And I remembered seeing myself in the brilliant morning light and realizing—more profoundly than I ever had thus far—that I had no relationship at all to my former self. That I was not human.

But it wasn’t fair to hide myself from her. It was a lie of omission.

I tried to see her with me in the meadow, what the picture would look like if I weren’t a monster. It was such a beautiful, peaceful place. How I wished she could enjoy it with me still there.

Edward, Alice thought urgently, a hint of panic in her tone that froze me in place.

Suddenly, I was caught up in one of Alice’s visions, staring into a bright circle of sunlight. Disorienting, because I’d just been imagining myself and Bella there—the little meadow where no one ever went besides me—so I wasn’t sure at first that I was seeing inside Alice’s mind and not my own.

But it was different from my own picture—future, not past. Bella stared at me, rainbows dancing across her face, her eyes fathomless. So I was brave enough.

It’s the same place, Alice thought, her mind full of a horror that did not match the vision. Tension, perhaps, but horror? What did she mean, the same place?

And then I saw it.

Edward! Alice protested shrilly. I love her, Edward!

But she didn’t love Bella the way I did. Her vision was preposterous.

Wrong. She was blinded somehow, seeing impossibilities. Lies.

Not even a half a second had passed. Bella was still chewing, thinking about some mystery I would never know. She wouldn’t have seen the quick flash of dread across my face.

It was just an old vision. No longer valid. Everything had changed since then.

Edward, we have to talk.

There was nothing for Alice and me to talk about. I shook my head ever so slightly, just once. Bella didn’t see.
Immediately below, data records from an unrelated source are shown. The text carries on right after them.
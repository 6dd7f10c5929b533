//! User-visible strings.
//!
//! These are part of the page's observable behaviour, so they are kept
//! in one place and asserted on verbatim by tests.

/// Shown when a picked or dropped file does not end in `.csv`.
pub const UNSUPPORTED_FILE: &str = "Only .csv files are supported.";

/// Shown when the upload button is pressed with nothing selected.
pub const NO_FILE_SELECTED: &str = "Please select a CSV file first";

/// Shown when the upload deadline elapses before a response arrives.
pub const UPLOAD_TIMED_OUT: &str = "Upload timed out";

/// Fallback when a transport failure carries no usable detail.
pub const UPLOAD_FAILED: &str = "Upload failed";

/// Reason an upload trigger is refused while a request is outstanding.
pub const UPLOAD_IN_PROGRESS: &str = "An upload is already in progress";

/// Upload button label while idle.
pub const TRIGGER_IDLE: &str = "Upload & Preview";

/// Upload button label while a request is in flight.
pub const TRIGGER_BUSY: &str = "Uploading...";

/// Drop zone text before any file is held.
pub const DROP_PROMPT: &str = "Drag and drop your CSV file here";

/// Drop zone prefix once a file is held.
pub const SELECTED_PREFIX: &str = "Selected: ";

/// Page heading and document title.
pub const PAGE_TITLE: &str = "csvscope: CSV Analyzer";

/// Heading of the schema summary.
pub const SCHEMA_HEADING: &str = "Dataset Schema";

/// Label before the comma-joined column names.
pub const COLUMNS_LABEL: &str = "Columns:";

/// Label before the `column: type` list.
pub const TYPES_LABEL: &str = "Types:";

/// Label before the `column: count` list.
pub const NULL_COUNTS_LABEL: &str = "Null counts:";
Alice’s thoughts were a command now. She shoved the picture I couldn’t bear back into the forefront of my mind.

I love her, Edward. I won’t let you just ignore this. We’re leaving, and we’re going to work this through. I’ll give you till the end of the period. Make your excuses—oh!

Her totally benign vision from this morning in Gym interrupted her string of orders. The brief introduction. I saw exactly how it would happen now, down to the second. So this offensive, invalid, outdated vision was the catalyst missing before? My teeth clenched together.

Fine. We would talk. I would sacrifice my time with Bella this afternoon to show Alice how wrong she was. In truth, I knew I wouldn’t be able to rest until I’d made her see that, made her admit she was off this time.

She saw the future shift as my mind changed. Thank you.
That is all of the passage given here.